アメリカの実店舗型小売業にとって2017年は大変な年だったが、2018年は多くの会社は持ち直した。そのような中で、シアーズの苦境は続いている。
今もまさにそのさ中だ。10月15日に迎える債務返済についてデフォルトを避けるためのディールが未だにまとまっていない。同社は去年、納入業者の離反から危機に陥った。慢性的に綱渡り状態なのである。
同社は1989年にウォルマートに抜かれるまで、アメリカで最大の小売業会社だった。
昨年1月には150店舗、今年1月には100店舗の閉店予定を発表、かつ年の途中でも追加で閉店予定を発表してきた。これらの結果、ピーク時には2019店(3500店以上とする説もある)あったものが、今年6月時点には894店へと激減している。
2011年以降の赤字の合計は110億ドル(1.2兆円)を超えた。時価総額は3.5億ドル(400億円)しかないのでもう中小企業の域である。
小売業の中でも百貨店という業態は特に苦しいとはいえ、シアーズの業績はひどすぎるわけだが、批判の対象となっているのはCEOのランパート氏だ。
同氏は若い頃に投資銀行業務でいくつもの成功を収めて「風雲児」扱いされていた。
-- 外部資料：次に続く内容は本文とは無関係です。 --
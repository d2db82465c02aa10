use std::collections::VecDeque;

/// Fixed-capacity history that evicts its oldest entry when full.
#[derive(Clone, Debug)]
pub struct BoundedHistory<T> {
    items: VecDeque<T>,
    capacity: usize,
}

impl<T> BoundedHistory<T> {
    /// A capacity of zero is bumped to one so the newest entry is always kept.
    pub fn new(capacity: usize) -> Self {
        let capacity = capacity.max(1);
        Self {
            items: VecDeque::with_capacity(capacity),
            capacity,
        }
    }

    pub fn capacity(&self) -> usize {
        self.capacity
    }

    pub fn len(&self) -> usize {
        self.items.len()
    }

    pub fn is_empty(&self) -> bool {
        self.items.is_empty()
    }

    /// Appends `value`, returning the evicted oldest entry if the history was full.
    pub fn push(&mut self, value: T) -> Option<T> {
        let evicted = if self.items.len() == self.capacity {
            self.items.pop_front()
        } else {
            None
        };
        self.items.push_back(value);
        evicted
    }

    pub fn newest(&self) -> Option<&T> {
        self.items.back()
    }

    /// Oldest first.
    pub fn iter(&self) -> impl Iterator<Item = &T> {
        self.items.iter()
    }

    pub fn clear(&mut self) {
        self.items.clear();
    }
}

#[cfg(test)]
mod tests {
    use super::*;

    #[test]
    fn evicts_oldest_avatar_line() {
        let mut lines = BoundedHistory::new(3);
        assert!(lines.is_empty());

        assert_eq!(lines.push("hello"), None);
        assert_eq!(lines.push("tell me more"), None);
        assert_eq!(lines.push("what does it cost"), None);
        assert_eq!(lines.len(), 3);

        assert_eq!(lines.push("sounds good"), Some("hello"));
        assert_eq!(
            lines.iter().copied().collect::<Vec<_>>(),
            vec!["tell me more", "what does it cost", "sounds good"]
        );
        assert_eq!(lines.newest(), Some(&"sounds good"));
    }

    #[test]
    fn zero_capacity_still_keeps_newest() {
        let mut lines = BoundedHistory::new(0);
        assert_eq!(lines.capacity(), 1);
        lines.push(1);
        assert_eq!(lines.push(2), Some(1));
        assert_eq!(lines.newest(), Some(&2));
    }
}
しかしシアーズの大株主兼CEOとなってしばらくした頃から、おかしくなってしまった。
報じられるところによれば彼が日常、暮らしているのはフロリダにある富裕層が多く住む島だ。イリノイ州にあるシアーズのスタッフとはテレビ電話で日常的にコミュニケートし、彼が本社に出向くのは年1回、株主総会の時以外はほとんどないという。
事実だとすれば呆れるしかない。同氏はシアーズから大型の資産を何回か買っており、これが例えシアーズの支援のためだとしても、利益相反の疑いは持たれる。もしシアーズが倒産ということになれば、ランパートCEOは非常に厳しい立場に置かれるだろう。
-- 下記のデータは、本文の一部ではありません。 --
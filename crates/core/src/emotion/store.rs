use crate::correlation::{self, CorrelationSummary, RawFacialInstance};
use crate::emotion::{EmotionSegment, SegmentError};

/// Append-only, per-session collection of emotion observations.
///
/// Text segments must arrive in non-decreasing timestamp order; facial
/// segments come in one batch after the session and may be unordered. Only
/// the correlation fields of a stored segment are ever updated.
#[derive(Clone, Debug, Default)]
pub struct EmotionSegmentStore {
    segments: Vec<EmotionSegment>,
    last_text_timestamp: Option<f64>,
}

impl EmotionSegmentStore {
    pub fn new() -> Self {
        Self::default()
    }

    pub fn push_text(&mut self, segment: EmotionSegment) -> Result<(), SegmentError> {
        if let Some(previous) = self.last_text_timestamp {
            if segment.timestamp() < previous {
                return Err(SegmentError::OutOfOrder {
                    timestamp: segment.timestamp(),
                    previous,
                });
            }
        }
        self.last_text_timestamp = Some(segment.timestamp());
        self.segments.push(segment);
        Ok(())
    }

    pub fn extend_facial<I>(&mut self, segments: I)
    where
        I: IntoIterator<Item = EmotionSegment>,
    {
        self.segments.extend(segments);
    }

    pub fn segments(&self) -> &[EmotionSegment] {
        &self.segments
    }

    pub fn text_segments(&self) -> impl Iterator<Item = &EmotionSegment> {
        self.segments.iter().filter(|s| s.is_text())
    }

    pub fn len(&self) -> usize {
        self.segments.len()
    }

    pub fn is_empty(&self) -> bool {
        self.segments.is_empty()
    }

    /// Attaches facial emotion and congruence to every text segment that has a match.
    pub fn correlate(&mut self, instances: &[RawFacialInstance]) -> CorrelationSummary {
        correlation::correlate(&mut self.segments, instances)
    }

    pub fn into_segments(self) -> Vec<EmotionSegment> {
        self.segments
    }

    pub fn clear(&mut self) {
        self.segments.clear();
        self.last_text_timestamp = None;
    }
}
//! Decides whether the simulated customer answers a pause, and what it says.

use crate::session::{ConversationHistory, ConversationTurn};
use crate::turn::word_count;
use futures::future::BoxFuture;

const LOG_TARGET: &str = "respond";

/// Pauses carrying fewer words than this never get a reply.
pub const MIN_REPLY_WORDS: usize = 5;

/// Conversation turns handed to the responder as context.
pub const CONTEXT_TURNS: usize = 4;

pub const FALLBACK_REPLY: &str = "That's a good question. Could you elaborate a bit more?";

const INVITATION_PHRASES: &[&str] = &[
    "what do you think",
    "any questions",
    "does that make sense",
    "do you have any",
    "tell me what you",
];

const SILENCE_MARKERS: &[&str] = &["SILENT", "SILENCE", "NO RESPONSE"];

#[derive(thiserror::Error, Debug)]
pub enum RespondError {
    #[error("responder error: {0}")]
    Backend(String),
}

/// Produces the customer's raw reply, which may be a silence marker.
pub trait CustomerResponder: Send + Sync {
    fn reply<'a>(
        &'a self,
        presenter_text: &'a str,
        recent: &'a [ConversationTurn],
    ) -> BoxFuture<'a, Result<String, RespondError>>;
}

/// True when the presenter is handing the floor to the customer.
pub fn is_direct_question(text: &str) -> bool {
    if text.trim_end().ends_with('?') {
        return true;
    }
    text.split('.')
        .map(|s| s.trim().to_lowercase())
        .filter(|s| !s.is_empty())
        .any(|s| INVITATION_PHRASES.iter().any(|p| s.starts_with(p)))
}

/// Cleans up a raw reply. `None` means the customer stays silent.
pub fn interpret_reply(raw: &str, is_question: bool) -> Option<String> {
    let reply = raw.trim().trim_matches(|c: char| c == '"' || c == '\'').trim();
    let silent = SILENCE_MARKERS
        .iter()
        .any(|m| reply.eq_ignore_ascii_case(m));

    if is_question {
        if reply.is_empty() || silent {
            return Some(FALLBACK_REPLY.to_owned());
        }
        return Some(reply.to_owned());
    }
    if silent || reply.chars().count() < 2 {
        return None;
    }
    Some(reply.to_owned())
}

/// Runs one pause through the responder.
///
/// Responder failures are logged and treated as silence so a flaky backend
/// never blocks the presenter.
pub async fn respond_to_pause<R>(
    responder: &R,
    presenter_text: &str,
    history: &ConversationHistory,
) -> Option<String>
where
    R: CustomerResponder + ?Sized,
{
    let words = word_count(presenter_text);
    if words < MIN_REPLY_WORDS {
        tracing::debug!(target: LOG_TARGET, words, "pause too short to answer");
        return None;
    }

    let is_question = is_direct_question(presenter_text);
    let raw = match responder
        .reply(presenter_text, history.recent(CONTEXT_TURNS))
        .await
    {
        Ok(raw) => raw,
        Err(e) => {
            tracing::error!(target: LOG_TARGET, error = %e, "customer responder failed");
            return None;
        }
    };

    let reply = interpret_reply(&raw, is_question);
    match &reply {
        Some(text) => tracing::info!(target: LOG_TARGET, is_question, reply = %text, "customer replies"),
        None => tracing::info!(target: LOG_TARGET, "customer stays silent"),
    }
    reply
}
腕時計の通販からカタログ通販へ、そして百貨店というビジネスをパイオニアとして成功させ、一時は金融業も営むコングロマリットになりながらも、シアーズには換金できる資産がもうわずかしか残っていない。普通なら頼みの綱である店舗用不動産のうち優良なもの235店は2015年にリート化して外出しし、もう現金化してしまっているのである。